Very close to 1st and tied for 2nd overall and tied for 1st for every non-fish water creature are Earth Fare and the buy-counter at Riverfront. Both have a decent quality selection – to be fair, the quality of fish is better than WCFC – but I think the prices are a little ridiculous. But for scallops, crab, lobster, etc., both of these places are great choices and the quality is very high. I won’t buy scallops at grocery stores anymore since they generally only have wet-packed and I want dry packed.* And shrimp, I want generally prefer peeled and deveined because I have already p’ed and d’ed about a million shrimp and feel I have reached a lifetime quota on that work. And at both Riverfront and Earth Fair, I know the shrimp have been VERY recently p’ed and d’ed. Don’t know when this occurred at groceries, but it tastes like a loooonnng time ago.
* “Wet-packed Scallops” v. “Dry-packed” Scallops. “Wet-packed” scallops have been packed with phosphates (an edible, non-toxic preservative). In addition to being packed in preservatives, wet-packed scallops have absorbed a bunch of water, which makes them weigh more – and cost more. And then at cooking, the absorbed water evaporates and your scallops shrink and end up a little smaller and drier that dry-packed scallops and less flavorful. Also, wet-packed scallops will not brown or caramelize like dry-packed. Furthermore, the added water does not let scallops brown properly during cooking.

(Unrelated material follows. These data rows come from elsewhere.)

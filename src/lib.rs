//! Last.fm top track sync library
//!
//! Looks up a Last.fm user's most-played track of the current month and
//! stores it under `top_track` in a static site's `_config.yml`.
//!
//! # Modules
//!
//! - `cli` - The sync command and its console output
//! - `config` - `.env` loading and the [`config::Settings`] struct
//! - `error` - The [`error::SyncError`] kinds a run can fail with
//! - `lastfm` - Last.fm Web API client and HTTP transport
//! - `management` - Read-modify-write of the site config
//! - `types` - Data structures and type definitions
//! - `utils` - Query parameter and response helpers
//!
//! # Example
//!
//! ```
//! use lastfm_sync::{cli, config::Settings, lastfm::ReqwestTransport};
//!
//! fn main() -> lastfm_sync::Res<()> {
//!     let settings = Settings::from_env()?;
//!     let transport = ReqwestTransport::new()?;
//!     cli::sync_top_track(&settings, &transport)?;
//!     Ok(())
//! }
//! ```

pub mod cli;
pub mod config;
pub mod error;
pub mod lastfm;
pub mod management;
pub mod types;
pub mod utils;

/// A convenient Result type alias for operations that may fail.
///
/// Every fallible step of a sync run reports one of the
/// [`error::SyncError`] kinds.
pub type Res<T> = std::result::Result<T, error::SyncError>;

/// Prints an informational message with a blue bullet point.
///
/// Creates a formatted output line with a distinctive blue "o" indicator
/// followed by the provided message. Used for general information and
/// status updates throughout the application.
///
/// # Arguments
///
/// The macro accepts the same arguments as `println!`, supporting format
/// strings and interpolation.
///
/// # Example
///
/// ```
/// info!("Writing top track to {}", path.display());
/// ```
#[macro_export]
macro_rules! info {
  ($($arg:tt)*) => ({
    use colored::Colorize;
    println!("[{}] {}", "o".blue().bold(), std::format_args!($($arg)*));
  })
}

/// Prints a success message with a green checkmark.
///
/// Creates a formatted output line with a green "✓" indicator to signify
/// successful completion of operations. Used to provide positive feedback
/// when operations complete successfully.
///
/// # Arguments
///
/// The macro accepts the same arguments as `println!`, supporting format
/// strings and interpolation.
///
/// # Example
///
/// ```
/// success!("Top track is {} by {}", track, artist);
/// ```
#[macro_export]
macro_rules! success {
  ($($arg:tt)*) => ({
    use colored::Colorize;
    println!("[{}] {}", "✓".green().bold(), std::format_args!($($arg)*));
  })
}

/// Prints an error message with a red exclamation mark and exits the program.
///
/// Creates a formatted error output with a red "!" indicator and immediately
/// terminates the program with exit code 1. Used for unrecoverable errors
/// that require immediate program termination.
///
/// # Arguments
///
/// The macro accepts the same arguments as `println!`, supporting format
/// strings and interpolation.
///
/// # Behavior
///
/// This macro will cause the program to exit immediately after printing
/// the error message. It should only be used for fatal errors where
/// recovery is not possible.
///
/// # Example
///
/// ```
/// error!("{}", err);
/// // Program exits here - code after this will not execute
/// ```
#[macro_export]
macro_rules! error {
  ($($arg:tt)*) => ({
    use colored::Colorize;
    println!("[{}] {}", "!".red().bold(), std::format_args!($($arg)*));
    std::process::exit(1);
  })
}

/// Prints a warning message with a yellow exclamation mark.
///
/// Creates a formatted output line with a yellow "!" indicator to highlight
/// potential issues or important notices that don't require program termination.
/// Used for recoverable issues or important information that users should notice.
///
/// # Arguments
///
/// The macro accepts the same arguments as `println!`, supporting format
/// strings and interpolation.
///
/// # Example
///
/// ```
/// warning!("No top_track section found, creating one");
/// ```
#[macro_export]
macro_rules! warning {
  ($($arg:tt)*) => ({
    use colored::Colorize;
    println!("[{}] {}", "!".yellow().bold(), std::format_args!($($arg)*));
  })
}
use serde::{Deserialize, Deserializer, de};

use crate::types::QueryParams;

/// Adds each default whose key the caller has not set already.
pub fn merge_defaults(params: &mut QueryParams, defaults: &[(&str, &str)]) {
    for (key, value) in defaults {
        params
            .entry(key.to_string())
            .or_insert_with(|| value.to_string());
    }
}

pub fn parse_playcount(raw: &str) -> Result<u64, String> {
    raw.trim()
        .parse::<u64>()
        .map_err(|e| format!("invalid playcount {:?}: {}", raw, e))
}

#[derive(Deserialize)]
#[serde(untagged)]
enum StringOrNumber {
    Number(u64),
    String(String),
}

pub fn deserialize_playcount<'de, D>(deserializer: D) -> Result<u64, D::Error>
where
    D: Deserializer<'de>,
{
    match StringOrNumber::deserialize(deserializer)? {
        StringOrNumber::Number(n) => Ok(n),
        StringOrNumber::String(s) => parse_playcount(&s).map_err(de::Error::custom),
    }
}
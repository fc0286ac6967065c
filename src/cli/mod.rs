//! # CLI Module
//!
//! The command layer of lastfm-sync. There is a single command: fetch the
//! user's top track of the month from Last.fm and write it into the site's
//! `_config.yml`.
//!
//! ```text
//! Settings (credentials, endpoints, config path)
//!     ↓
//! lastfm::LastFmApi::fetch_top_track
//!     ↓
//! management::update_config
//! ```
//!
//! Each step either completes or returns a [`crate::error::SyncError`];
//! nothing is retried and the config file is never touched when the lookup
//! fails. Console feedback goes through the `info!`/`success!` macros and an
//! `indicatif` spinner while the request is in flight.

mod sync;

pub use sync::run;
pub use sync::sync_top_track;
//! Configuration management for lastfm-sync.
//!
//! Values come from environment variables, optionally seeded from `.env`
//! files. They are read exactly once at startup into [`Settings`], which is
//! then passed explicitly to everything that needs it.
//!
//! Lookup order:
//! 1. Environment variables (highest priority)
//! 2. `.env` file in the local data directory
//! 3. `.env` file in the working directory
//! 4. Application defaults (where applicable)

use std::{
    env, fs, io,
    path::{Path, PathBuf},
};

use crate::{error::SyncError, lastfm};

pub const ENV_API_KEY: &str = "LAST_FM_API_KEY";
pub const ENV_USER: &str = "LAST_FM_USER";
pub const ENV_API_URL: &str = "LAST_FM_API_URL";
pub const ENV_CONFIG_PATH: &str = "SITE_CONFIG_PATH";

/// Site config location, relative to the working directory.
pub const DEFAULT_CONFIG_PATH: &str = "../../_config.yml";

/// Loads `.env` files into the process environment.
///
/// Looks for `lastfm-sync/.env` in the platform-specific local data
/// directory, creating the directory if needed, then for `.env` in the
/// working directory. Variables that are already set are never overwritten.
///
/// - Linux: `~/.local/share/lastfm-sync/.env`
/// - macOS: `~/Library/Application Support/lastfm-sync/.env`
/// - Windows: `%LOCALAPPDATA%/lastfm-sync/.env`
///
/// # Errors
///
/// Returns an error string if the data directory cannot be created or an
/// existing `.env` file cannot be parsed. A missing file is not an error.
pub fn load_env() -> Result<(), String> {
    let path = env_path();
    if let Some(parent) = path.parent() {
        fs::create_dir_all(parent).map_err(|e| e.to_string())?;
    }

    load_env_file(&path)?;
    skip_missing(dotenv::dotenv().map(|_| ()))
}

/// Loads a single `.env` file.
///
/// # Errors
///
/// Returns an error string if the file exists but cannot be read or holds a
/// line that does not parse. A missing file is not an error.
pub fn load_env_file(path: &Path) -> Result<(), String> {
    skip_missing(dotenv::from_path(path))
}

fn skip_missing(result: dotenv::Result<()>) -> Result<(), String> {
    match result {
        Ok(()) => Ok(()),
        Err(dotenv::Error::Io(e)) if e.kind() == io::ErrorKind::NotFound => Ok(()),
        Err(e) => Err(e.to_string()),
    }
}

fn env_path() -> PathBuf {
    let mut path = dirs::data_local_dir().unwrap_or_else(|| PathBuf::from("."));
    path.push("lastfm-sync/.env");
    path
}

/// Everything a sync run needs, resolved once at startup.
#[derive(Debug, Clone, PartialEq, Eq)]
pub struct Settings {
    pub api_key: String,
    pub username: String,
    pub api_url: String,
    pub config_path: PathBuf,
}

impl Settings {
    pub fn from_env() -> Result<Self, SyncError> {
        Self::from_lookup(|key| env::var(key).ok())
    }

    /// Builds settings from an arbitrary key-value source.
    ///
    /// # Errors
    ///
    /// `MissingCredential` if `LAST_FM_API_KEY` or `LAST_FM_USER` is absent
    /// or empty. The API key is checked first.
    pub fn from_lookup<F>(lookup: F) -> Result<Self, SyncError>
    where
        F: Fn(&str) -> Option<String>,
    {
        let required = |key: &str| {
            lookup(key)
                .filter(|value| !value.is_empty())
                .ok_or_else(|| SyncError::MissingCredential(key.to_string()))
        };

        let api_key = required(ENV_API_KEY)?;
        let username = required(ENV_USER)?;

        let api_url = lookup(ENV_API_URL)
            .filter(|value| !value.is_empty())
            .unwrap_or_else(|| lastfm::API_BASE_URI.to_string());
        let config_path = lookup(ENV_CONFIG_PATH)
            .filter(|value| !value.is_empty())
            .map(PathBuf::from)
            .unwrap_or_else(|| PathBuf::from(DEFAULT_CONFIG_PATH));

        Ok(Self {
            api_key,
            username,
            api_url,
            config_path,
        })
    }
}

Dry scallops are all wild and natural. They are not treated with any chemicals whatsoever. They are harvested directly from the ocean, shucked on deck, then immediately frozen on the boat to capture their quality. You are paying for all scallop. When cooking, they hold their size and natural moisture and will brown and caramelize properly. And, they taste better. They only draw-back is that you will generally have more sand or grit in dry-packed.
You can tell the difference by look at them – wet-packed scallops are bright snowy white; dry-packed have a natural cream color.